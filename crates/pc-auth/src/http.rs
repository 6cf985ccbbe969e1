//! Token, userinfo and logout endpoint calls

use base64::{engine::general_purpose::URL_SAFE_NO_PAD, Engine};
use chrono::{DateTime, Duration, TimeZone, Utc};
use pc_token_store::UserInfo;
use serde::Deserialize;
use std::time::Duration as StdDuration;
use tracing::debug;

use crate::error::{AuthError, Result};

const REQUEST_TIMEOUT: StdDuration = StdDuration::from_secs(30);

/// Lifetime assumed when the server gives none and the token is opaque
const DEFAULT_ACCESS_LIFETIME_SECS: i64 = 300;

/// OAuth token endpoint response
#[derive(Debug, Clone, Deserialize)]
pub struct TokenResponse {
    pub access_token: String,
    #[serde(default)]
    pub token_type: Option<String>,
    #[serde(default)]
    pub expires_in: Option<i64>,
    #[serde(default)]
    pub refresh_token: Option<String>,
    /// Keycloak extension; 0 means the refresh token does not expire
    #[serde(default)]
    pub refresh_expires_in: Option<i64>,
    #[serde(default)]
    pub id_token: Option<String>,
    #[serde(default)]
    pub scope: Option<String>,
}

impl TokenResponse {
    pub fn access_expires_at(&self, now: DateTime<Utc>) -> DateTime<Utc> {
        match self.expires_in {
            Some(secs) => now + Duration::seconds(secs),
            None => jwt_expiry(&self.access_token)
                .unwrap_or_else(|| now + Duration::seconds(DEFAULT_ACCESS_LIFETIME_SECS)),
        }
    }

    pub fn refresh_expires_at(&self, now: DateTime<Utc>) -> Option<DateTime<Utc>> {
        match self.refresh_expires_in {
            Some(secs) if secs > 0 => Some(now + Duration::seconds(secs)),
            _ => None,
        }
    }
}

/// OAuth error body
#[derive(Debug, Deserialize)]
struct ErrorResponse {
    error: String,
    #[serde(default)]
    error_description: Option<String>,
}

/// Userinfo endpoint claims used to name the account
#[derive(Debug, Clone, Deserialize)]
pub struct UserInfoResponse {
    pub sub: Option<String>,
    pub preferred_username: Option<String>,
    pub email: Option<String>,
    pub name: Option<String>,
}

impl UserInfoResponse {
    /// Preferred username, then email, then `fallback`
    pub fn account_name(&self, fallback: &str) -> String {
        self.preferred_username
            .clone()
            .or_else(|| self.email.clone())
            .unwrap_or_else(|| fallback.to_string())
    }
}

impl From<UserInfoResponse> for UserInfo {
    fn from(info: UserInfoResponse) -> Self {
        UserInfo {
            subject: info.sub,
            username: info.preferred_username,
            email: info.email,
            name: info.name,
        }
    }
}

/// `exp` claim of a JWT access token, without verifying the signature
fn jwt_expiry(token: &str) -> Option<DateTime<Utc>> {
    let payload = token.split('.').nth(1)?;
    let bytes = URL_SAFE_NO_PAD.decode(payload.trim_end_matches('=')).ok()?;
    let claims: serde_json::Value = serde_json::from_slice(&bytes).ok()?;
    let exp = claims.get("exp")?.as_i64()?;
    Utc.timestamp_opt(exp, 0).single()
}

/// Shared HTTP client for the authorization server
#[derive(Debug, Clone)]
pub struct TokenClient {
    http: reqwest::Client,
}

impl Default for TokenClient {
    fn default() -> Self {
        Self::new()
    }
}

impl TokenClient {
    pub fn new() -> Self {
        let http = reqwest::Client::builder()
            .timeout(REQUEST_TIMEOUT)
            .build()
            .unwrap_or_else(|_| reqwest::Client::new());
        Self { http }
    }

    pub fn http(&self) -> &reqwest::Client {
        &self.http
    }

    /// POST a grant to the token endpoint
    pub async fn request_token(&self, endpoint: &str, params: &[(&str, &str)]) -> Result<TokenResponse> {
        let grant_type = params
            .iter()
            .find(|(k, _)| *k == "grant_type")
            .map(|(_, v)| *v)
            .unwrap_or("");
        debug!(endpoint, grant_type, "Requesting token");

        let response = self.http.post(endpoint).form(params).send().await?;
        let status = response.status();

        if status.is_success() {
            return response
                .json()
                .await
                .map_err(|e| AuthError::auth_failed(format!("Failed to parse token response: {e}")));
        }

        let body = response.text().await.unwrap_or_default();
        match serde_json::from_str::<ErrorResponse>(&body) {
            Ok(err) if status.is_client_error() => Err(AuthError::AuthFailed {
                message: match err.error_description {
                    Some(description) => format!("{}: {}", err.error, description),
                    None => err.error.clone(),
                },
                oauth_error: Some(err.error),
            }),
            _ if status.is_client_error() => Err(AuthError::auth_failed(format!(
                "Token endpoint returned {status}"
            ))),
            _ => Err(AuthError::RequestFailed {
                status: Some(status.as_u16()),
                message: format!("Token endpoint returned {status}"),
            }),
        }
    }

    /// GET the userinfo endpoint with the access token
    pub async fn userinfo(&self, endpoint: &str, access_token: &str) -> Result<UserInfoResponse> {
        let response = self
            .http
            .get(endpoint)
            .bearer_auth(access_token)
            .send()
            .await?;

        if !response.status().is_success() {
            return Err(AuthError::auth_failed(format!(
                "Userinfo request failed: {}",
                response.status()
            )));
        }

        response
            .json()
            .await
            .map_err(|e| AuthError::auth_failed(format!("Failed to parse userinfo: {e}")))
    }

    /// POST to the logout endpoint to end the server session
    pub async fn logout(&self, endpoint: &str, params: &[(&str, &str)]) -> Result<()> {
        let response = self.http.post(endpoint).form(params).send().await?;
        if !response.status().is_success() {
            return Err(AuthError::RequestFailed {
                status: Some(response.status().as_u16()),
                message: format!("Logout endpoint returned {}", response.status()),
            });
        }
        Ok(())
    }
}

#[cfg(test)]
mod tests {
    use super::*;

    #[test]
    fn test_expiry_from_expires_in() {
        let now = Utc::now();
        let response: TokenResponse =
            serde_json::from_str(r#"{"access_token":"opaque","expires_in":120,"refresh_expires_in":0}"#).unwrap();
        assert_eq!(response.access_expires_at(now), now + Duration::seconds(120));
        assert_eq!(response.refresh_expires_at(now), None);
    }

    #[test]
    fn test_expiry_from_jwt_claim() {
        let payload = URL_SAFE_NO_PAD.encode(r#"{"exp":4102444800}"#);
        let token = format!("eyJhbGciOiJSUzI1NiJ9.{payload}.sig");
        let response: TokenResponse =
            serde_json::from_str(&format!(r#"{{"access_token":"{token}"}}"#)).unwrap();
        assert_eq!(response.access_expires_at(Utc::now()).timestamp(), 4102444800);
    }

    #[test]
    fn test_opaque_token_without_expiry_uses_default() {
        let now = Utc::now();
        let response: TokenResponse = serde_json::from_str(r#"{"access_token":"opaque"}"#).unwrap();
        assert_eq!(
            response.access_expires_at(now),
            now + Duration::seconds(DEFAULT_ACCESS_LIFETIME_SECS)
        );
    }

    #[test]
    fn test_account_name_preference() {
        let info = UserInfoResponse {
            sub: Some("123".into()),
            preferred_username: None,
            email: Some("dev@example.com".into()),
            name: None,
        };
        assert_eq!(info.account_name("client"), "dev@example.com");

        let bare = UserInfoResponse {
            sub: None,
            preferred_username: None,
            email: None,
            name: None,
        };
        assert_eq!(bare.account_name("client"), "client");
    }
}
//! Platform CLI Token Store
//!
//! Persists authenticated accounts at one of several trust levels:
//! - `secure`: AES-256-GCM file, random key kept in the OS keychain
//! - `file`: AES-256-GCM file, key embedded in the binary or configured
//! - `memory`: process-local, nothing written to disk
//! - `null`: stores nothing
//!
//! `auto` resolves to `secure` when the `os-keychain` feature is compiled in
//! and to `file` otherwise.
//!
//! Every level drops records on read whose access token has expired and that
//! have nothing left to renew it with.

use std::fmt;
use std::path::PathBuf;
use std::str::FromStr;
use std::sync::Arc;
use thiserror::Error;
use tracing::info;

mod file;
mod keychain;
mod memory;
mod record;
mod secure;

pub use file::{FileStore, EMBEDDED_FILE_KEY};
#[cfg(feature = "os-keychain")]
pub use keychain::OsKeychain;
pub use keychain::{default_keychain, Keychain, MemoryKeychain, UnavailableKeychain};
pub use memory::MemoryStore;
pub use record::{AccountSelector, AuthenticatorKind, TokenRecord, UserInfo};
pub use secure::{SecureStore, KEYCHAIN_ACCOUNT, KEYCHAIN_SERVICE};

/// File name of the `secure` level store
pub const SECURE_STORE_FILE: &str = "tokens.secure.enc";
/// File name of the `file` level store
pub const FILE_STORE_FILE: &str = "tokens.file.enc";

#[derive(Error, Debug)]
pub enum StoreError {
    #[error(
        "Token store {} cannot be decrypted with the current key. \
         Run `pc logout --all` to reset it.",
        path.display()
    )]
    BadKey { path: PathBuf },

    #[error(
        "Token store {} is corrupt. Run `pc logout --all` to reset it.",
        path.display()
    )]
    Corrupt { path: PathBuf },

    #[error(
        "Secure token store unavailable: {message}. \
         Set token_store.level = \"file\" (or PC_TOKEN_STORE=file) to use the file store instead."
    )]
    SecureStoreUnavailable { message: String },

    #[error("Unknown token store level: {0}")]
    InvalidLevel(String),

    #[error("No directory for the token store; set token_store.dir or PC_HOME")]
    NoDirectory,

    #[error("Encryption error: {0}")]
    Encryption(String),

    #[error("IO error: {0}")]
    Io(#[from] std::io::Error),

    #[error("Serialization error: {0}")]
    Serialization(#[from] serde_json::Error),
}

impl StoreError {
    /// The store exists but cannot be read; resetting it is the remedy
    pub fn is_bad_key(&self) -> bool {
        matches!(self, StoreError::BadKey { .. } | StoreError::Corrupt { .. })
    }
}

/// Token store trust level
#[derive(Debug, Clone, Copy, PartialEq, Eq)]
pub enum StoreLevel {
    Auto,
    Secure,
    File,
    Memory,
    Null,
}

impl StoreLevel {
    pub fn as_str(&self) -> &'static str {
        match self {
            StoreLevel::Auto => "auto",
            StoreLevel::Secure => "secure",
            StoreLevel::File => "file",
            StoreLevel::Memory => "memory",
            StoreLevel::Null => "null",
        }
    }

    /// Replace `auto` with the concrete level for this build
    pub fn resolve(self) -> StoreLevel {
        match self {
            StoreLevel::Auto if cfg!(feature = "os-keychain") => StoreLevel::Secure,
            StoreLevel::Auto => StoreLevel::File,
            other => other,
        }
    }
}

impl FromStr for StoreLevel {
    type Err = StoreError;

    fn from_str(s: &str) -> Result<Self, Self::Err> {
        match s.trim().to_ascii_lowercase().as_str() {
            "auto" => Ok(StoreLevel::Auto),
            "secure" => Ok(StoreLevel::Secure),
            "file" => Ok(StoreLevel::File),
            "memory" => Ok(StoreLevel::Memory),
            "null" => Ok(StoreLevel::Null),
            _ => Err(StoreError::InvalidLevel(s.to_string())),
        }
    }
}

impl fmt::Display for StoreLevel {
    fn fmt(&self, f: &mut fmt::Formatter<'_>) -> fmt::Result {
        f.write_str(self.as_str())
    }
}

/// Settings for [`TokenStore::open`]
#[derive(Clone)]
pub struct StoreOptions {
    /// Directory holding the store files
    pub dir: Option<PathBuf>,
    /// Key material for the `file` level, [`EMBEDDED_FILE_KEY`] when `None`
    pub file_key: Option<String>,
    pub keychain: Arc<dyn Keychain>,
}

impl Default for StoreOptions {
    fn default() -> Self {
        Self {
            dir: pc_common::pc_home(),
            file_key: None,
            keychain: default_keychain(),
        }
    }
}

impl StoreOptions {
    fn path_for(&self, file_name: &str) -> Result<PathBuf, StoreError> {
        self.dir
            .as_ref()
            .map(|dir| dir.join(file_name))
            .ok_or(StoreError::NoDirectory)
    }
}

/// Token store at a resolved trust level
pub enum TokenStore {
    Secure(SecureStore),
    File(FileStore),
    Memory(MemoryStore),
    Null,
}

impl TokenStore {
    /// Create the store for `level`, resolving `auto` first
    pub async fn open(level: StoreLevel, options: &StoreOptions) -> Result<Self, StoreError> {
        let resolved = level.resolve();
        let store = match resolved {
            StoreLevel::Secure => {
                let path = options.path_for(SECURE_STORE_FILE)?;
                TokenStore::Secure(SecureStore::open(path, options.keychain.clone()).await?)
            }
            StoreLevel::File => {
                let path = options.path_for(FILE_STORE_FILE)?;
                match &options.file_key {
                    Some(key) => TokenStore::File(FileStore::new(path, key.as_bytes())),
                    None => TokenStore::File(FileStore::with_embedded_key(path)),
                }
            }
            StoreLevel::Memory => TokenStore::Memory(MemoryStore::new()),
            StoreLevel::Null => TokenStore::Null,
            StoreLevel::Auto => return Err(StoreError::InvalidLevel(level.to_string())),
        };
        info!(requested = %level, level = %resolved, "Opened token store");
        Ok(store)
    }

    /// Parse `level` and open the store
    pub async fn open_str(level: &str, options: &StoreOptions) -> Result<Self, StoreError> {
        Self::open(level.parse()?, options).await
    }

    pub fn level(&self) -> StoreLevel {
        match self {
            TokenStore::Secure(_) => StoreLevel::Secure,
            TokenStore::File(_) => StoreLevel::File,
            TokenStore::Memory(_) => StoreLevel::Memory,
            TokenStore::Null => StoreLevel::Null,
        }
    }

    /// All live records, in insertion order
    pub async fn list(&self) -> Result<Vec<TokenRecord>, StoreError> {
        match self {
            TokenStore::Secure(s) => s.list().await,
            TokenStore::File(s) => s.list().await,
            TokenStore::Memory(s) => s.list().await,
            TokenStore::Null => Ok(Vec::new()),
        }
    }

    /// Insert or replace the record with the same hash
    pub async fn set(&self, record: TokenRecord) -> Result<(), StoreError> {
        match self {
            TokenStore::Secure(s) => s.set(record).await,
            TokenStore::File(s) => s.set(record).await,
            TokenStore::Memory(s) => s.set(record).await,
            TokenStore::Null => Ok(()),
        }
    }

    /// Remove matching records, optionally only those for `base_url`
    pub async fn delete(
        &self,
        selector: &AccountSelector,
        base_url: Option<&str>,
    ) -> Result<Vec<TokenRecord>, StoreError> {
        match self {
            TokenStore::Secure(s) => s.delete(selector, base_url).await,
            TokenStore::File(s) => s.delete(selector, base_url).await,
            TokenStore::Memory(s) => s.delete(selector, base_url).await,
            TokenStore::Null => Ok(Vec::new()),
        }
    }

    /// Remove every record, optionally only those for `base_url`
    pub async fn clear(&self, base_url: Option<&str>) -> Result<Vec<TokenRecord>, StoreError> {
        self.delete(&AccountSelector::All, base_url).await
    }

    /// Discard the store entirely, including an unreadable file
    pub async fn reset(&self) -> Result<(), StoreError> {
        match self {
            TokenStore::Secure(s) => s.reset().await,
            TokenStore::File(s) => s.reset().await,
            TokenStore::Memory(s) => s.reset().await,
            TokenStore::Null => Ok(()),
        }
    }
}

#[cfg(test)]
mod tests {
    use super::*;

    #[test]
    fn test_level_parsing() {
        assert_eq!("Secure".parse::<StoreLevel>().unwrap(), StoreLevel::Secure);
        assert_eq!(" null ".parse::<StoreLevel>().unwrap(), StoreLevel::Null);
        assert!(matches!(
            "vault".parse::<StoreLevel>(),
            Err(StoreError::InvalidLevel(_))
        ));
    }

    #[test]
    fn test_auto_resolves_to_concrete_level() {
        let resolved = StoreLevel::Auto.resolve();
        if cfg!(feature = "os-keychain") {
            assert_eq!(resolved, StoreLevel::Secure);
        } else {
            assert_eq!(resolved, StoreLevel::File);
        }
        assert_eq!(StoreLevel::Memory.resolve(), StoreLevel::Memory);
    }

    #[test]
    fn test_bad_key_message_is_actionable() {
        let err = StoreError::BadKey {
            path: PathBuf::from("/tmp/tokens.file.enc"),
        };
        assert!(err.to_string().contains("pc logout --all"));
        assert!(err.is_bad_key());
    }
}
pub mod error;
pub mod handlers;
pub mod models;
pub mod projection;
pub mod repository;
pub mod scheduler;
pub mod service;

pub use error::*;
pub use handlers::*;
pub use models::*;
pub use projection::*;
pub use repository::*;
pub use scheduler::*;
pub use service::*;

----------------------------------------

• Your goal: Retrieve each line from the records above where the word "list" occurs.

• The answer:
    pub async fn list(&self) -> Result<Vec<TokenRecord>, StoreError> {
            TokenStore::Secure(s) => s.list().await,
            TokenStore::File(s) => s.list().await,
            TokenStore::Memory(s) => s.list().await,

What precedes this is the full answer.